_TASK DESCRIPTION_. Copy every line below where the string "virtual" is found.

_RECORDS FOR THIS TASK_.
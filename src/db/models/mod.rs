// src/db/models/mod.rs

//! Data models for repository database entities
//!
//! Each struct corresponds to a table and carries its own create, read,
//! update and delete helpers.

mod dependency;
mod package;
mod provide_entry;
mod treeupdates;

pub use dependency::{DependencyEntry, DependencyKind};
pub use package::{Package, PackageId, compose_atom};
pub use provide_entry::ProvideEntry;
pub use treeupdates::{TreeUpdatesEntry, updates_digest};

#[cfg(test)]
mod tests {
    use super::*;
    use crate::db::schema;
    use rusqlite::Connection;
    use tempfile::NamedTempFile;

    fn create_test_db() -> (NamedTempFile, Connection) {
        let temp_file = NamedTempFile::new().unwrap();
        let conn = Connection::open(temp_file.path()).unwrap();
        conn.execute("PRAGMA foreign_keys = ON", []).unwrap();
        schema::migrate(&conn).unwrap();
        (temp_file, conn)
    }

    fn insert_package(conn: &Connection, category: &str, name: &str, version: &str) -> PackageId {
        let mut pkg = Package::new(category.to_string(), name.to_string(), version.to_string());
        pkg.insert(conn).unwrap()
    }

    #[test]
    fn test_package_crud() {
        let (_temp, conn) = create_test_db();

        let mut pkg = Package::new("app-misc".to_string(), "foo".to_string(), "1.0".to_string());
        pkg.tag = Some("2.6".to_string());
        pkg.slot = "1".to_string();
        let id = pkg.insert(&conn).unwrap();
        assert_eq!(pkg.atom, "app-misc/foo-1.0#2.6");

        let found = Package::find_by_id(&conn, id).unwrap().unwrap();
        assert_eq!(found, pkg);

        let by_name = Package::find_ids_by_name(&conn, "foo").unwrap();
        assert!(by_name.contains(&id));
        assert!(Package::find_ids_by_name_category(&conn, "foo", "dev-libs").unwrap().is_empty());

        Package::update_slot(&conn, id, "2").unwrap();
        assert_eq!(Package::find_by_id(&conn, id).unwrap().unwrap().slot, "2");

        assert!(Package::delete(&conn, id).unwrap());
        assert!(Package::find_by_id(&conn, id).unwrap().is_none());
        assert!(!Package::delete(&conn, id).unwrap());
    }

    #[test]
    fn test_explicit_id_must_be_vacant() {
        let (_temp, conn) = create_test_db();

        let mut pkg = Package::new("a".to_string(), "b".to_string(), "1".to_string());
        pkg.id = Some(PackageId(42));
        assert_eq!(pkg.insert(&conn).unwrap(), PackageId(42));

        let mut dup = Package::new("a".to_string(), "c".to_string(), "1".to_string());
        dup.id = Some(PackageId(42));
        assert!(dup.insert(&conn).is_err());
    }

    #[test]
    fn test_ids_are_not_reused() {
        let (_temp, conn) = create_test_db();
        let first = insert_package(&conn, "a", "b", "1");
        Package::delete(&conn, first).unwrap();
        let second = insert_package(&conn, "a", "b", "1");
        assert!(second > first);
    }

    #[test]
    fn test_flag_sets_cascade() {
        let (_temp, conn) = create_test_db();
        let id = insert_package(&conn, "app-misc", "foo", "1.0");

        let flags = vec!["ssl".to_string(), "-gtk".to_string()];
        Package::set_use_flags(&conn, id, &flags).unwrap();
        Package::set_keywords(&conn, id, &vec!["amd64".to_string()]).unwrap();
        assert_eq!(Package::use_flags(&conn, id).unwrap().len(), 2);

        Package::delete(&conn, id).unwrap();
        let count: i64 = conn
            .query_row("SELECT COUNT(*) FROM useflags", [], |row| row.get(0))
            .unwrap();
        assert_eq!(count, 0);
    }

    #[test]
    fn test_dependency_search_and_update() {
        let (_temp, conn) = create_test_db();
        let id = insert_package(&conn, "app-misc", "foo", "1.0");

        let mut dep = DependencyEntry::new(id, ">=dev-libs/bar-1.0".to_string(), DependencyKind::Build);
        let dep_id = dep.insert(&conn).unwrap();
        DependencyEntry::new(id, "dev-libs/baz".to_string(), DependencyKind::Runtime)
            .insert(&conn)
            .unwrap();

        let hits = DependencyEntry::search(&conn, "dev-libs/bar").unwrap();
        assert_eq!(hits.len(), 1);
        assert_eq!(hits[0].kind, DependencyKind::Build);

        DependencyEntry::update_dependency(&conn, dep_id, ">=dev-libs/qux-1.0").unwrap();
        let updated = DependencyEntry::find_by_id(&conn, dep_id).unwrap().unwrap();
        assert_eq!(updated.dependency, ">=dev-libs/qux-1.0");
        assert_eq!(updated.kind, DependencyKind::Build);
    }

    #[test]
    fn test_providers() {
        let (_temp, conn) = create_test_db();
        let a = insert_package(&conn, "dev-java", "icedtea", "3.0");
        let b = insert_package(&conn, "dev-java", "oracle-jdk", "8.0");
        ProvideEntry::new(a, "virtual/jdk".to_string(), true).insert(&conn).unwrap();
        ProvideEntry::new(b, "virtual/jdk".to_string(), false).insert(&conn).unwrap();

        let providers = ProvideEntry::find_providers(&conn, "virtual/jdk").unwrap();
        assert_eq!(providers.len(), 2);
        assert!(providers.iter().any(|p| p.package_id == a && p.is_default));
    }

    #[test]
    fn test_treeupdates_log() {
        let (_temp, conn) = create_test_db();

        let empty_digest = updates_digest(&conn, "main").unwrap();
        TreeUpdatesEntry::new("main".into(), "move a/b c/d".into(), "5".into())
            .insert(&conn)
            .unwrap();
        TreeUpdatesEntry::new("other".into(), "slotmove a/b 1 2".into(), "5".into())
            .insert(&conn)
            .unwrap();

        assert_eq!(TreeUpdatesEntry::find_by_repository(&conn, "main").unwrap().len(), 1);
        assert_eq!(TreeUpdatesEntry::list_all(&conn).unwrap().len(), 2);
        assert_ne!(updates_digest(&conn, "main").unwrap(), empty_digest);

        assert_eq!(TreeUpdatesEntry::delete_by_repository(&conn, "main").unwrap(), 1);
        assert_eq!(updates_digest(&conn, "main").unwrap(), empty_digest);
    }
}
* * *
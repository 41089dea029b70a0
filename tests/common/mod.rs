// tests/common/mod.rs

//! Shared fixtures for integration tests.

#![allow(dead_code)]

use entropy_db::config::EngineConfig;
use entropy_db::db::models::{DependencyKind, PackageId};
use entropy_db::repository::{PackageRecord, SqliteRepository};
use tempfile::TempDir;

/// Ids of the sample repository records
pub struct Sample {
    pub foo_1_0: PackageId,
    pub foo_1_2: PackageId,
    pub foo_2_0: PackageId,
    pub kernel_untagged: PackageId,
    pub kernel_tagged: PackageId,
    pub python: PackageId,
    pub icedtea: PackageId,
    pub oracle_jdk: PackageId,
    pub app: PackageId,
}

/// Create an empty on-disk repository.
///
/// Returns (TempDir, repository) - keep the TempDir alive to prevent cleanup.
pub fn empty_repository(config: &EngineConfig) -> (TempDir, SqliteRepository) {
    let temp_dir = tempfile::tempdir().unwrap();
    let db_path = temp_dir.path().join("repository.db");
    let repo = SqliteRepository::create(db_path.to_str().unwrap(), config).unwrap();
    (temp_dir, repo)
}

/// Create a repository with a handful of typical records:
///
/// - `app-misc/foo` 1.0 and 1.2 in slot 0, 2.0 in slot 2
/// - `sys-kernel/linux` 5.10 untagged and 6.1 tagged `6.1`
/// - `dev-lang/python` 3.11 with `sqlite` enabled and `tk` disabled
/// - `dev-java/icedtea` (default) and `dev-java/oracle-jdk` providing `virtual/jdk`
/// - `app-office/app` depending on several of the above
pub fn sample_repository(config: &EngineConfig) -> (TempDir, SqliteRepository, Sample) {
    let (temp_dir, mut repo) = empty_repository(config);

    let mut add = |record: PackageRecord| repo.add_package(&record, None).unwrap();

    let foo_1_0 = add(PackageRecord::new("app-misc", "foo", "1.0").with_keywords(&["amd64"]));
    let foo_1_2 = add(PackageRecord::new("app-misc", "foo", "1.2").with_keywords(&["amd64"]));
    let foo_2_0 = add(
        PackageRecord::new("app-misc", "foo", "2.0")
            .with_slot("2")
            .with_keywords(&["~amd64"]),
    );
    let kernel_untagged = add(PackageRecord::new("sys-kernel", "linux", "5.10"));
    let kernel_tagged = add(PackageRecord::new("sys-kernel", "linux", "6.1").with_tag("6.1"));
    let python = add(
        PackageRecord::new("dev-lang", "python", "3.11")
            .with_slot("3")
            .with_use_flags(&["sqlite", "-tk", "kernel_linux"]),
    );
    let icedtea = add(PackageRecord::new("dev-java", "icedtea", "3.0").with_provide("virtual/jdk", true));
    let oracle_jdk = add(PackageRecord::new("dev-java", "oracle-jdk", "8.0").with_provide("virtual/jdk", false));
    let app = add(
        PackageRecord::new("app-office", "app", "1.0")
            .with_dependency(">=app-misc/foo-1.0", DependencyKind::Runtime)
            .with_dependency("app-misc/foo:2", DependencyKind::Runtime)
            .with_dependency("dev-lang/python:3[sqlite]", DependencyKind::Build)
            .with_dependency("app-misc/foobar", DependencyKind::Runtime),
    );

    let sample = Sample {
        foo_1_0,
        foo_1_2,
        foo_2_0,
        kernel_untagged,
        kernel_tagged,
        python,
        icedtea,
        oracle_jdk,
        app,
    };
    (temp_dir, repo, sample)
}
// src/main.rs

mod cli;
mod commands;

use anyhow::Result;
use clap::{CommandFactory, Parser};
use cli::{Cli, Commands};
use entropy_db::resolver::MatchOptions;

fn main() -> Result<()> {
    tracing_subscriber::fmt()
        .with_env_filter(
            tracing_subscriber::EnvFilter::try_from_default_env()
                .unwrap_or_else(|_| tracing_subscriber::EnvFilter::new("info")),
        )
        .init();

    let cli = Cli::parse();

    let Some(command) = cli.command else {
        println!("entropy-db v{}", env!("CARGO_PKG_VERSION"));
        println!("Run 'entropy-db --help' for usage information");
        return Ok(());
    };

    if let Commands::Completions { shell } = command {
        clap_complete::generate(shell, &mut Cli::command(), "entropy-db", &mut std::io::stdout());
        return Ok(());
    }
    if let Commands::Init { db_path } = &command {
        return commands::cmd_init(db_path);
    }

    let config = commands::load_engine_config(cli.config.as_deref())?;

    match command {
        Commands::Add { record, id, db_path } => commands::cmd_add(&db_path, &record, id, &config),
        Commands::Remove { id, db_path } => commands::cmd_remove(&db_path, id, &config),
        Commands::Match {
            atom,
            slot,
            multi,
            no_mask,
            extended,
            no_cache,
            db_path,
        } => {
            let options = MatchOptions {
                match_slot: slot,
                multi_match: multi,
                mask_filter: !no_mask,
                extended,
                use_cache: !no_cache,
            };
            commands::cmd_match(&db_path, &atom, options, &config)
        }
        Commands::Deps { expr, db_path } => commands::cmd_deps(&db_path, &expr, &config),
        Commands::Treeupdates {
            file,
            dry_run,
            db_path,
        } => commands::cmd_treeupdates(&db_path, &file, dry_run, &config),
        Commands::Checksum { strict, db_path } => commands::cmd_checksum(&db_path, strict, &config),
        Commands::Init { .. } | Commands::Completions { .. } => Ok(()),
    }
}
* * *
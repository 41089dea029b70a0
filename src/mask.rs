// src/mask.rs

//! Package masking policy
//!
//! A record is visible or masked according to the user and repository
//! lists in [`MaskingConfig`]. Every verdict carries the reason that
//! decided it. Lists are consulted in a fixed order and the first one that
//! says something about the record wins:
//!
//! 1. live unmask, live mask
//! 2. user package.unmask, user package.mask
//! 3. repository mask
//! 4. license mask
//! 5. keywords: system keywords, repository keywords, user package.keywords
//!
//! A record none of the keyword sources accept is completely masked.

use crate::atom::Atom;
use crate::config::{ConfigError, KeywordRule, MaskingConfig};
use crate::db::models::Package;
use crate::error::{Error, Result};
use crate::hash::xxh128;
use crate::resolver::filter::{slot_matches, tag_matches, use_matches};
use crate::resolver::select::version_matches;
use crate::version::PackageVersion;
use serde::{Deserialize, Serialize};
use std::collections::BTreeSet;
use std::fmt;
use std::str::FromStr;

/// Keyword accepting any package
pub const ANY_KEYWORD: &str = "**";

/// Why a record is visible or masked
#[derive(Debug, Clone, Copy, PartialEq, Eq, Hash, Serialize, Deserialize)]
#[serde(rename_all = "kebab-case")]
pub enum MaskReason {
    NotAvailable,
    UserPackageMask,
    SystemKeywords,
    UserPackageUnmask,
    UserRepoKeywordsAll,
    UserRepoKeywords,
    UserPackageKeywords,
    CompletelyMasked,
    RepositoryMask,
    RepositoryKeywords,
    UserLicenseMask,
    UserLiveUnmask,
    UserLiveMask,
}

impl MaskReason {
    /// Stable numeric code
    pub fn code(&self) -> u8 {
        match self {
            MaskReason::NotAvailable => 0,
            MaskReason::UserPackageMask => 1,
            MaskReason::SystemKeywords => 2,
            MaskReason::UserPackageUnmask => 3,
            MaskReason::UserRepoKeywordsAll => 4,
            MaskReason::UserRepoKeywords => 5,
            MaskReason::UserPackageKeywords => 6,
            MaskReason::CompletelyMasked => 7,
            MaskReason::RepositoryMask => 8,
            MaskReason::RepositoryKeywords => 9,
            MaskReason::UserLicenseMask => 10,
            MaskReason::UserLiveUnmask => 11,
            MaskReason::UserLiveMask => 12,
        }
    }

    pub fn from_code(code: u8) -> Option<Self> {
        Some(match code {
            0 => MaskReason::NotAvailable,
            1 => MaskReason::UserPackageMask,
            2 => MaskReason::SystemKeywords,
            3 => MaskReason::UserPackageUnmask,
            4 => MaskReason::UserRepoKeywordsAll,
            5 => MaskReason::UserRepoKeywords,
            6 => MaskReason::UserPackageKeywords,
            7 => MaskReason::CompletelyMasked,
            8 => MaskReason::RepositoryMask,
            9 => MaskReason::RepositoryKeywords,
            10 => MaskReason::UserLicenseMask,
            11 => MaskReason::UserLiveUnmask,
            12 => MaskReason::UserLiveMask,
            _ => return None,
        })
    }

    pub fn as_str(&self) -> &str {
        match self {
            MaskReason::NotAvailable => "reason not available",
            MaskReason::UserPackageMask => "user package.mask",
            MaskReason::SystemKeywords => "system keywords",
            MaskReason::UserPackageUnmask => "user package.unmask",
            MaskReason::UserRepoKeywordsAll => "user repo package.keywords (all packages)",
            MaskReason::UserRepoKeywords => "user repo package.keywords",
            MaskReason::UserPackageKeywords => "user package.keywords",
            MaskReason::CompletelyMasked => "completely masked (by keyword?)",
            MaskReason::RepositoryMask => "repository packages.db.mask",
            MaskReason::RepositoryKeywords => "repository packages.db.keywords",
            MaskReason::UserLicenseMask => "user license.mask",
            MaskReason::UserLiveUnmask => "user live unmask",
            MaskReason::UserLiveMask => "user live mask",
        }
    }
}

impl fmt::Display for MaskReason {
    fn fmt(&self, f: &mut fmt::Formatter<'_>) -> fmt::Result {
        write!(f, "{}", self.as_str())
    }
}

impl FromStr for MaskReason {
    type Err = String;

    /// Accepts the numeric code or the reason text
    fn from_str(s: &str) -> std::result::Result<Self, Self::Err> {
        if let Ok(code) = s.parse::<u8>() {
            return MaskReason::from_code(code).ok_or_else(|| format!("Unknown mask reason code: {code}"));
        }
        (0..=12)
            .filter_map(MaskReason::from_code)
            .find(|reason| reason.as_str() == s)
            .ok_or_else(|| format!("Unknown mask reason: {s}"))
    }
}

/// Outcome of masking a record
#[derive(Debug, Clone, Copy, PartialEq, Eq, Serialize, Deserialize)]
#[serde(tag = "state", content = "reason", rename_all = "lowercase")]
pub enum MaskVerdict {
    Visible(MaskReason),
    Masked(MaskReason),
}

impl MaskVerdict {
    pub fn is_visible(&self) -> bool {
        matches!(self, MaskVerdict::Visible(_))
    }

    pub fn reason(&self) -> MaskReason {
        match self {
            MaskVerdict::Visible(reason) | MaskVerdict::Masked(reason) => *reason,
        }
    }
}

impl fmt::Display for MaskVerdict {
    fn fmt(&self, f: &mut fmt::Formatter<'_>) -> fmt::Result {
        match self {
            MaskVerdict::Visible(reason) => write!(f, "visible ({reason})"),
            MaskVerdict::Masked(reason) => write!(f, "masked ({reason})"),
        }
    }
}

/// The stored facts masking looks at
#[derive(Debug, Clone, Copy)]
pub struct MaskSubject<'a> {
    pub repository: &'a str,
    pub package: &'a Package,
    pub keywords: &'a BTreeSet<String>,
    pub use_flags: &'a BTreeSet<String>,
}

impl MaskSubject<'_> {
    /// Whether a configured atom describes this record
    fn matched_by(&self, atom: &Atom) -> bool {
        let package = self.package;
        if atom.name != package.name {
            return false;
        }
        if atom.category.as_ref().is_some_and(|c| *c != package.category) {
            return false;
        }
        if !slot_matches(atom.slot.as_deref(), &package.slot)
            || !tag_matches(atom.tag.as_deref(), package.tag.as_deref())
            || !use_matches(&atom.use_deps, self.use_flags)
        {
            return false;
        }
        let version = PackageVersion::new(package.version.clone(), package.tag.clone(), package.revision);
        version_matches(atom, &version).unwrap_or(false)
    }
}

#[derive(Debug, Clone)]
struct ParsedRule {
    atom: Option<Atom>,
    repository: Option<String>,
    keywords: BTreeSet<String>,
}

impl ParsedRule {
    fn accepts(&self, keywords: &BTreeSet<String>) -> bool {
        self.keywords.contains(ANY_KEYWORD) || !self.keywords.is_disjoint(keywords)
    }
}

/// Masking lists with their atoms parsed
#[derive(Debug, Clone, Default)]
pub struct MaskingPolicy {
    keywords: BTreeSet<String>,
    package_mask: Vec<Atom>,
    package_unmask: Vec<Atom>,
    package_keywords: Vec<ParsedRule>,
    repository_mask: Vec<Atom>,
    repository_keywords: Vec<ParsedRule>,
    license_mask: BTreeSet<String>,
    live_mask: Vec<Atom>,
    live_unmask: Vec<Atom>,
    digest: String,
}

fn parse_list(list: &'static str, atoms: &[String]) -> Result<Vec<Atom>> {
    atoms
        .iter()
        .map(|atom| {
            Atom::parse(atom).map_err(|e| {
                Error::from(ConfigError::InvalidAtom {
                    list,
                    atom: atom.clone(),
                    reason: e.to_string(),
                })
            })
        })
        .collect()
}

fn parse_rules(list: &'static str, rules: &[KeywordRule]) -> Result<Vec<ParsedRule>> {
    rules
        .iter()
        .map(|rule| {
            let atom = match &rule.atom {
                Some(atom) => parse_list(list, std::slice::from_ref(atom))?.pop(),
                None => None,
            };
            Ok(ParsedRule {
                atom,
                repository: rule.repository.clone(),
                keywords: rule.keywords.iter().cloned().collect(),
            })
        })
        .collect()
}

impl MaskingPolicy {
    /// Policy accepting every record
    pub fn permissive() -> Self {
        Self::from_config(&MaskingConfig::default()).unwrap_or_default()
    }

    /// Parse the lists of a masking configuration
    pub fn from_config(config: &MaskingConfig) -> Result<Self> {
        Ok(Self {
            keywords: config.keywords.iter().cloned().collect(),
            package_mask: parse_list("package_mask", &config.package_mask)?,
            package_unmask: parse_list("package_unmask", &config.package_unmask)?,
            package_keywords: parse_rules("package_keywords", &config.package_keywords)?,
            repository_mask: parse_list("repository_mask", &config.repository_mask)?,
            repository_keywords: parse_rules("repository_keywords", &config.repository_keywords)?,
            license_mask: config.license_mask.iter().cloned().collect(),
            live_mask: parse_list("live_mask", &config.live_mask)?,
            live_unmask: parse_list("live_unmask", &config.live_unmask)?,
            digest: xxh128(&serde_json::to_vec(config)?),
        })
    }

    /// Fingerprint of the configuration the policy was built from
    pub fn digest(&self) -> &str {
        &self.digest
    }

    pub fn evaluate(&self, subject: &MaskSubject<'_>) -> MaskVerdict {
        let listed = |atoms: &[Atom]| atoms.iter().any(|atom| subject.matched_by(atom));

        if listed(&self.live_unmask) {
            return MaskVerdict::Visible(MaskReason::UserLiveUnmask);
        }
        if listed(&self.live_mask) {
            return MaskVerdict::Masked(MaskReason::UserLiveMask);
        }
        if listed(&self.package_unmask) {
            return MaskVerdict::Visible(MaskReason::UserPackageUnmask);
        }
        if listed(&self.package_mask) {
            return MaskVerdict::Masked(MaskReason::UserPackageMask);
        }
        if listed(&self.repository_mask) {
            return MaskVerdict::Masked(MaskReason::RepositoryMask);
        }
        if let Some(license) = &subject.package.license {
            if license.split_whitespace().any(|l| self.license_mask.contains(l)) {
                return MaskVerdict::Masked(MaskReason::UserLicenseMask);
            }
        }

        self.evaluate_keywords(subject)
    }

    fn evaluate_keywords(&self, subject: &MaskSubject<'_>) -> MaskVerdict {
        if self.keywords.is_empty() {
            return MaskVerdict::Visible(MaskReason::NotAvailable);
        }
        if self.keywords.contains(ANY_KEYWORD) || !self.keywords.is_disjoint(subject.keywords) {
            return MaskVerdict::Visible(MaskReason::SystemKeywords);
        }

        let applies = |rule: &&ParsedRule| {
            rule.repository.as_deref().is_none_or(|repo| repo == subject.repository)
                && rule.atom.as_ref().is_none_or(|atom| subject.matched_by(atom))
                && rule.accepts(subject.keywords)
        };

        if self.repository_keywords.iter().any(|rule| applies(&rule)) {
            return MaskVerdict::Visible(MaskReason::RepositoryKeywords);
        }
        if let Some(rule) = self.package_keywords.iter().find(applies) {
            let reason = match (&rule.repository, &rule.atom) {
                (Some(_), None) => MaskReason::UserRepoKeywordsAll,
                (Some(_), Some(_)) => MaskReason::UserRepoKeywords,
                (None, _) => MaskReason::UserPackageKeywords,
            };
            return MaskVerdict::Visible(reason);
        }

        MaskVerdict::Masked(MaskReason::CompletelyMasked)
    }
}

_EXERCISE RESULT_.
        ProvideEntry::new(a, "virtual/jdk".to_string(), true).insert(&conn).unwrap();
        ProvideEntry::new(b, "virtual/jdk".to_string(), false).insert(&conn).unwrap();
        let providers = ProvideEntry::find_providers(&conn, "virtual/jdk").unwrap();
/// - `dev-java/icedtea` (default) and `dev-java/oracle-jdk` providing `virtual/jdk`
    let icedtea = add(PackageRecord::new("dev-java", "icedtea", "3.0").with_provide("virtual/jdk", true));
    let oracle_jdk = add(PackageRecord::new("dev-java", "oracle-jdk", "8.0").with_provide("virtual/jdk", false));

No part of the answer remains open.